I recently blogged about the need to keep employees motivated, and finding various ways to celebrate them and their efforts as a great motivator. This week, I had to go in the opposite direction, as my motivational tactics were not driving the results I was looking for. It is interesting to see how different types of motivation can result in the desired outcome.
Two of my departments directly affect the patient experience, and are rated by our patients on how we perform. We are extremely focused on improving this experience, and all of my staff have been given new tasks that should increase patient satisfaction. For my Environmental Services staff, when they enter the patients room, they are required to state their name, and ask for permission to clean the room. When they have completed this task, they are to poll the patient on how they think we are doing from a cleaning standpoint, and ask them if there is anything we could be doing better. Since satisfaction is based on perception, we need to know what our patient’s think in order to implement the correct change. Most of my staff have embraced this new requirement, and we are seeing that these pointed questions are making an improvement. But I have one staff member who has been resistant; I have asked, prompted, cajoled, coddled, used humor, and put up co-workers as examples to try to drive compliance, but nothing was working. I finally had to perform a corrective action on this employee, because he just wasn’t acting with any sense of urgency to my directive.
As we discussed his reasoning for not performing as asked, he stated that he gets nervous because his English is limited. He is worried that someone will tell him or ask him something that he won’t understand. I asked him why he didn’t discuss this with me when we started this new process, and he said he didn’t think it was going to be so difficult. Early in the process, he had a conversation with a patient in which the patient asked him for something. My staff member didn’t understand what the patient wanted, so instead of getting help he ignored the request. While there was no fallout from the ignored request, my staff was nervous about potential future issues, so he just decided not to do as directed.

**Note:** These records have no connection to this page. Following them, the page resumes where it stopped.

//! 全局检测器单例管理
//! 维护进程生命周期内唯一的 EncodingDetector 实例，供无法自行持有检测器的展示层调用

use std::sync::Arc;
use once_cell::sync::{Lazy, OnceCell};
use tracing::{debug, info};

use super::detector::EncodingDetector;
use crate::config::DetectorConfig;
use crate::error::{MmDetectError, MmResult};
use crate::rule::{DetectionVerdict, MixedDetection, RuleDefinition, RuleLoader};

/// 全局检测器实例
static GLOBAL_DETECTOR: Lazy<Arc<OnceCell<EncodingDetector>>> = Lazy::new(|| Arc::new(OnceCell::new()));

/// 初始化全局检测器（规则在首次检测时加载）
/// 已初始化则直接返回 Ok(())
pub fn init_global_detector(loader: Arc<dyn RuleLoader>, config: DetectorConfig) -> MmResult<()> {
    if GLOBAL_DETECTOR.get().is_some() {
        debug!("Global detector already initialized, skip reinitialization");
        return Ok(());
    }

    // 并发初始化时只有一个实例被保留，其余直接丢弃
    let _ = GLOBAL_DETECTOR.set(EncodingDetector::new(loader, config));
    info!("Global EncodingDetector initialized");
    Ok(())
}

/// 手动注入规则定义初始化全局检测器
pub fn init_global_detector_with_rules(definition: RuleDefinition, config: DetectorConfig) -> MmResult<()> {
    if GLOBAL_DETECTOR.get().is_some() {
        debug!("Global detector already initialized, skip reinitialization with custom rules");
        return Ok(());
    }

    let detector = EncodingDetector::with_rules(definition, config)?;
    let _ = GLOBAL_DETECTOR.set(detector);
    info!("Global EncodingDetector initialized with custom rule definition");
    Ok(())
}

/// 获取全局检测器
pub(crate) fn get_global_detector() -> MmResult<&'static EncodingDetector> {
    GLOBAL_DETECTOR.get().ok_or(MmDetectError::DetectorNotInitialized)
}

/// 使用全局检测器检测文本
pub async fn detect_encoding(text: &str) -> MmResult<DetectionVerdict> {
    get_global_detector()?.detect(text).await
}

/// 使用全局检测器分段检测文本
pub async fn detect_encoding_segments(text: &str) -> MmResult<MixedDetection> {
    get_global_detector()?.detect_segments(text).await
}

#[cfg(test)]
mod tests {
    use super::*;
    use crate::config::ConfigManager;
    use crate::rule::{Encoding, NoopRuleLoader, PatternRule};

    // 全局实例进程内唯一，初始化相关断言放在同一个测试里
    #[tokio::test]
    async fn test_global_detector_lifecycle() {
        assert!(matches!(detect_encoding("\u{1000}").await, Err(MmDetectError::DetectorNotInitialized)));

        let definition = RuleDefinition {
            legacy_rules: vec![PatternRule::new("\u{105A}", 1)],
            ..Default::default()
        };
        init_global_detector_with_rules(definition, ConfigManager::get_default()).unwrap();
        // 重复初始化是幂等的
        init_global_detector(Arc::new(NoopRuleLoader), ConfigManager::get_default()).unwrap();

        let verdict = detect_encoding("\u{105A}").await.unwrap();
        assert_eq!(verdict.encoding, Encoding::Legacy);

        let mixed = detect_encoding_segments("\u{105A} abc \u{1000}").await.unwrap();
        assert_eq!(mixed.segments.len(), 2);
    }
}
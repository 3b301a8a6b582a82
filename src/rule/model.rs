//! 规则数据模型定义
//! 规则定义（支持序列化/反序列化）与检测结果模型，无任何业务逻辑

use std::fmt;
use serde::{Deserialize, Serialize};

/// 编码判定结果
#[derive(Debug, Clone, Copy, PartialEq, Eq, Hash, Serialize, Deserialize)]
#[serde(rename_all = "lowercase")]
pub enum Encoding {
    /// 传统字体编码（字体 hack）
    Legacy,
    /// 标准编码
    Standard,
    /// 无相关字符，无法判定
    None,
}

impl Encoding {
    pub fn as_str(&self) -> &'static str {
        match self {
            Encoding::Legacy => "legacy",
            Encoding::Standard => "standard",
            Encoding::None => "none",
        }
    }
}

impl fmt::Display for Encoding {
    fn fmt(&self, f: &mut fmt::Formatter<'_>) -> fmt::Result {
        f.write_str(self.as_str())
    }
}

/// 单条模式规则（JSON 字段为 camelCase）
#[derive(Debug, Clone, PartialEq, Eq, Deserialize, Serialize)]
#[serde(rename_all = "camelCase")]
pub struct PatternRule {
    pub pattern: String,
    pub min_input_length: usize,
    // 缺省或 0 表示不设上限
    #[serde(default, skip_serializing_if = "Option::is_none")]
    pub max_input_length: Option<usize>,
    #[serde(default, skip_serializing_if = "Option::is_none")]
    pub description: Option<String>,
    #[serde(default, skip_serializing_if = "Option::is_none")]
    pub exclude_patterns: Option<Vec<String>>,
    #[serde(default, skip_serializing_if = "Option::is_none")]
    pub suppress_on_stacked_word: Option<bool>,
}

impl PatternRule {
    /// 以最小长度快速创建（其余字段为空）
    pub fn new(pattern: impl Into<String>, min_input_length: usize) -> Self {
        Self {
            pattern: pattern.into(),
            min_input_length,
            max_input_length: None,
            description: None,
            exclude_patterns: None,
            suppress_on_stacked_word: None,
        }
    }

    pub fn with_max_input_length(mut self, max: usize) -> Self {
        self.max_input_length = Some(max);
        self
    }

    pub fn with_description(mut self, description: impl Into<String>) -> Self {
        self.description = Some(description.into());
        self
    }

    pub fn with_excludes<I, S>(mut self, excludes: I) -> Self
    where
        I: IntoIterator<Item = S>,
        S: Into<String>,
    {
        self.exclude_patterns = Some(excludes.into_iter().map(Into::into).collect());
        self
    }

    pub fn suppress_on_stacked_word(mut self, suppress: bool) -> Self {
        self.suppress_on_stacked_word = Some(suppress);
        self
    }
}

/// 完整规则定义（加载一次后不可变）
#[derive(Debug, Clone, Default, PartialEq, Eq, Deserialize, Serialize)]
#[serde(rename_all = "camelCase")]
pub struct RuleDefinition {
    #[serde(default)]
    pub legacy_rules: Vec<PatternRule>,
    #[serde(default)]
    pub standard_rules: Vec<PatternRule>,
    #[serde(default)]
    pub stacked_exception_words: Vec<String>,
}

impl RuleDefinition {
    /// 无任何规则（no-op 加载器的结果）
    pub fn is_empty(&self) -> bool {
        self.legacy_rules.is_empty() && self.standard_rules.is_empty()
    }

    pub fn rule_count(&self) -> usize {
        self.legacy_rules.len() + self.standard_rules.len()
    }
}

/// 单次命中证据（start/end 为修剪后输入的字节偏移）
#[derive(Debug, Clone, PartialEq, Eq, Serialize)]
pub struct MatchEvidence {
    pub start: usize,
    pub end: usize,
    pub matched_text: String,
    // 规则在所属编码规则列表中的声明序号
    pub source_pattern_id: usize,
    pub encoding: Encoding,
}

/// 单段文本的检测结果
#[derive(Debug, Clone, PartialEq, Serialize)]
pub struct DetectionVerdict {
    pub encoding: Encoding,
    pub probability: f64,
    pub contains_relevant_codepoints: bool,
    pub standard_block_count: usize,
    pub extended_block_count: usize,
    pub legacy_matches: Vec<MatchEvidence>,
    pub standard_matches: Vec<MatchEvidence>,
}

impl DetectionVerdict {
    /// 无法判定（空输入 / 无相关字符）
    pub fn none() -> Self {
        Self {
            encoding: Encoding::None,
            probability: 0.0,
            contains_relevant_codepoints: false,
            standard_block_count: 0,
            extended_block_count: 0,
            legacy_matches: Vec::new(),
            standard_matches: Vec::new(),
        }
    }

    pub fn is_none(&self) -> bool {
        self.encoding == Encoding::None
    }

    pub fn relevant_count(&self) -> usize {
        self.standard_block_count + self.extended_block_count
    }
}

impl fmt::Display for DetectionVerdict {
    fn fmt(&self, f: &mut fmt::Formatter<'_>) -> fmt::Result {
        write!(
            f,
            "{} ({:.3}, legacy={}, standard={})",
            self.encoding,
            self.probability,
            self.legacy_matches.len(),
            self.standard_matches.len()
        )
    }
}

/// 混合文本中单个片段的检测结果（start/end 为原始输入的字节偏移）
#[derive(Debug, Clone, PartialEq, Serialize)]
pub struct SegmentVerdict {
    pub start: usize,
    pub end: usize,
    pub text: String,
    pub verdict: DetectionVerdict,
}

/// 分段检测结果
#[derive(Debug, Clone, Default, PartialEq, Serialize)]
pub struct MixedDetection {
    pub segments: Vec<SegmentVerdict>,
}

impl MixedDetection {
    /// 同时出现传统编码片段与标准编码片段
    pub fn is_mixed(&self) -> bool {
        let has = |enc: Encoding| self.segments.iter().any(|s| s.verdict.encoding == enc);
        has(Encoding::Legacy) && has(Encoding::Standard)
    }

    /// 按相关字符数加权的主导编码
    pub fn dominant(&self) -> Encoding {
        let weight = |enc: Encoding| -> usize {
            self.segments
                .iter()
                .filter(|s| s.verdict.encoding == enc)
                .map(|s| s.verdict.relevant_count())
                .sum()
        };

        let legacy = weight(Encoding::Legacy);
        let standard = weight(Encoding::Standard);
        match (legacy, standard) {
            (0, 0) => Encoding::None,
            (l, s) if l > s => Encoding::Legacy,
            _ => Encoding::Standard,
        }
    }
}
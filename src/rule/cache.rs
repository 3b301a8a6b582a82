//! 规则缓存与加载协调
//! - 每个缓存作用域（RuleStore）只有一份生效的编译后规则集，只替换不修改
//! - 同一时刻至多一次拉取（single-flight），拉取结果分发给所有等待方
//! - 拉取在独立任务中执行，调用方放弃等待不会取消拉取

use std::sync::{Arc, Mutex, MutexGuard};
use tokio::sync::watch;
use tracing::{debug, info, warn};

use super::loader::RuleLoader;
use crate::compiler::{CompiledRuleSet, RuleCompiler};
use crate::config::{DetectorConfig, RetryPolicy};
use crate::error::{MmDetectError, MmResult};

/// 一次拉取的结果
pub type LoadOutcome = MmResult<Arc<CompiledRuleSet>>;

type InFlight = watch::Receiver<Option<LoadOutcome>>;

#[derive(Default)]
struct StoreState {
    rules: Option<Arc<CompiledRuleSet>>,
    in_flight: Option<InFlight>,
    failed_attempts: u32,
    last_error: Option<MmDetectError>,
    fetch_count: usize,
}

/// 规则存储槽：生效规则集 + 进行中的拉取
/// 可通过 Arc 在多个检测器实例间共享
#[derive(Default)]
pub struct RuleStore {
    state: Mutex<StoreState>,
}

impl RuleStore {
    pub fn new() -> Self {
        Self::default()
    }

    /// 创建可在多个实例间共享的存储
    pub fn new_shared() -> Arc<Self> {
        Arc::new(Self::new())
    }

    /// 当前生效的规则集，不阻塞
    pub fn get(&self) -> Option<Arc<CompiledRuleSet>> {
        self.lock().rules.clone()
    }

    pub fn is_fetching(&self) -> bool {
        self.lock().in_flight.is_some()
    }

    /// 已发起的拉取次数
    pub fn fetch_count(&self) -> usize {
        self.lock().fetch_count
    }

    /// 直接发布一份已编译的规则集（整体替换）
    pub fn publish(&self, rules: Arc<CompiledRuleSet>) {
        let mut state = self.lock();
        state.rules = Some(rules);
        state.failed_attempts = 0;
        state.last_error = None;
    }

    // 状态只做整体替换，锁中毒时沿用内部数据
    fn lock(&self) -> MutexGuard<'_, StoreState> {
        self.state.lock().unwrap_or_else(|poisoned| poisoned.into_inner())
    }

    /// 拉取结束：先发布/记录，再清除进行中标记
    fn complete(&self, outcome: &LoadOutcome) {
        let mut state = self.lock();
        state.in_flight = None;
        match outcome {
            Ok(rules) => {
                state.rules = Some(Arc::clone(rules));
                state.failed_attempts = 0;
                state.last_error = None;
            }
            Err(e) => {
                state.failed_attempts += 1;
                state.last_error = Some(e.clone());
            }
        }
    }

    /// 拉取任务异常退出（未发送结果）时释放进行中标记
    fn abandon(&self, rx: &InFlight, error: &MmDetectError) {
        let mut state = self.lock();
        if state.in_flight.as_ref().is_some_and(|current| current.same_channel(rx)) {
            state.in_flight = None;
            state.failed_attempts += 1;
            state.last_error = Some(error.clone());
        }
    }
}

/// 调用方与存储槽的关系
enum Attach {
    Ready(Arc<CompiledRuleSet>),
    Wait(InFlight),
    Refused(MmDetectError),
}

/// 规则缓存 + 加载协调器
pub struct RuleCache {
    loader: Arc<dyn RuleLoader>,
    private_store: Arc<RuleStore>,
    shared_store: Option<Arc<RuleStore>>,
    share_cache: bool,
    retry_policy: RetryPolicy,
}

impl RuleCache {
    /// 创建缓存；`shared_store` 仅在配置开启共享时被读写
    pub fn new(loader: Arc<dyn RuleLoader>, config: &DetectorConfig, shared_store: Option<Arc<RuleStore>>) -> Self {
        Self {
            loader,
            private_store: Arc::new(RuleStore::new()),
            shared_store,
            share_cache: config.share_cache,
            retry_policy: config.retry_policy,
        }
    }

    /// 当前生效的存储槽
    pub fn store(&self) -> &Arc<RuleStore> {
        match (&self.shared_store, self.share_cache) {
            (Some(shared), true) => shared,
            _ => &self.private_store,
        }
    }

    /// 最近一次发布的规则集，不阻塞
    pub fn get_cached(&self) -> Option<Arc<CompiledRuleSet>> {
        self.store().get()
    }

    pub fn is_fetching(&self) -> bool {
        self.store().is_fetching()
    }

    /// 确保规则集可用：已缓存直接返回，否则发起或加入进行中的拉取
    ///
    /// 同一次拉取的所有等待方得到相同结果，只有一个例外：若加入的是一次失败的 `reload`
    /// 且存储槽中已有旧规则集，这里返回旧规则集，而 `reload` 调用方收到错误。
    pub async fn ensure_ready(&self) -> MmResult<Arc<CompiledRuleSet>> {
        match self.attach(false) {
            Attach::Ready(rules) => Ok(rules),
            Attach::Refused(e) => Err(e),
            Attach::Wait(rx) => match self.wait(rx).await {
                Ok(rules) => Ok(rules),
                // 重新加载失败时，旧规则集仍然有效
                Err(e) => match self.get_cached() {
                    Some(rules) => {
                        warn!("Rule reload failed, keeping previous rule set: {}", e);
                        Ok(rules)
                    }
                    None => Err(e),
                },
            },
        }
    }

    /// 强制重新拉取（已缓存也拉取），失败时保留旧规则集并返回错误
    pub async fn reload(&self) -> MmResult<Arc<CompiledRuleSet>> {
        match self.attach(true) {
            Attach::Ready(rules) => Ok(rules),
            Attach::Refused(e) => Err(e),
            Attach::Wait(rx) => self.wait(rx).await,
        }
    }

    /// 在锁内决定：直接返回 / 加入进行中的拉取 / 发起新拉取 / 按重试策略拒绝
    fn attach(&self, force: bool) -> Attach {
        let store = self.store();
        let mut state = store.lock();

        if let Some(rx) = &state.in_flight {
            debug!("Attaching to in-flight rule fetch");
            return Attach::Wait(rx.clone());
        }

        if !force {
            if let Some(rules) = &state.rules {
                return Attach::Ready(Arc::clone(rules));
            }

            if state.failed_attempts > 0 && !self.retry_policy.allows_attempt(state.failed_attempts) {
                let last_error = state
                    .last_error
                    .as_ref()
                    .map(ToString::to_string)
                    .unwrap_or_default();
                warn!(
                    "Retry policy {:?} refuses another fetch after {} failures",
                    self.retry_policy, state.failed_attempts
                );
                return Attach::Refused(MmDetectError::RetryExhausted {
                    attempts: state.failed_attempts,
                    last_error,
                });
            }
        }

        let (tx, rx) = watch::channel(None);
        state.in_flight = Some(rx.clone());
        state.fetch_count += 1;
        drop(state);

        let loader = Arc::clone(&self.loader);
        let store = Arc::clone(store);
        info!("Starting rule fetch via {} loader", loader.name());
        tokio::spawn(async move {
            let outcome = Self::fetch_and_compile(loader.as_ref()).await;
            store.complete(&outcome);
            // 所有接收端都已放弃时发送失败，结果已发布到存储槽
            let _ = tx.send(Some(outcome));
        });

        Attach::Wait(rx)
    }

    /// 等待进行中的拉取结束
    async fn wait(&self, mut rx: InFlight) -> LoadOutcome {
        loop {
            let current = rx.borrow_and_update().clone();
            if let Some(outcome) = current {
                return outcome;
            }

            if rx.changed().await.is_err() {
                let current = rx.borrow().clone();
                return match current {
                    Some(outcome) => outcome,
                    None => {
                        let error = MmDetectError::RulesUnavailable("规则拉取任务异常退出".to_string());
                        self.store().abandon(&rx, &error);
                        Err(error)
                    }
                };
            }
        }
    }

    /// 拉取并编译；编译完成前不触碰存储槽
    async fn fetch_and_compile(loader: &dyn RuleLoader) -> LoadOutcome {
        let definition = loader.load().await.map_err(|e| {
            warn!("Rule fetch via {} loader failed: {}", loader.name(), e);
            e
        })?;

        let compiled = RuleCompiler::compile(&definition).map_err(|e| {
            warn!("Rule compilation failed, previous rule set retained: {}", e);
            e
        })?;

        info!(
            "Rule set published: legacy={}, standard={}",
            compiled.legacy_rules.len(),
            compiled.standard_rules.len()
        );
        Ok(Arc::new(compiled))
    }
}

In our meeting, I decided I would act as a mentor to help demonstrate and observe how the interaction should take place. We visited patients together, first demonstrating how the discussion should go, and then observing how my staff member interacted with the patients. This made him more comfortable with the process, and he was given peace of mind that if something came up that he didn’t understand, he could get help from his co-workers or nursing staff to take care of the patient’s needs. While the repercussions for not following directions were enforced, we were able to come up with a solution that helped improve the understanding of the expectations, and the resources available should help be needed. By the end of the week, I could see that my staff was feeling more confident in his interactions, and I am hopeful that the improvement will continue.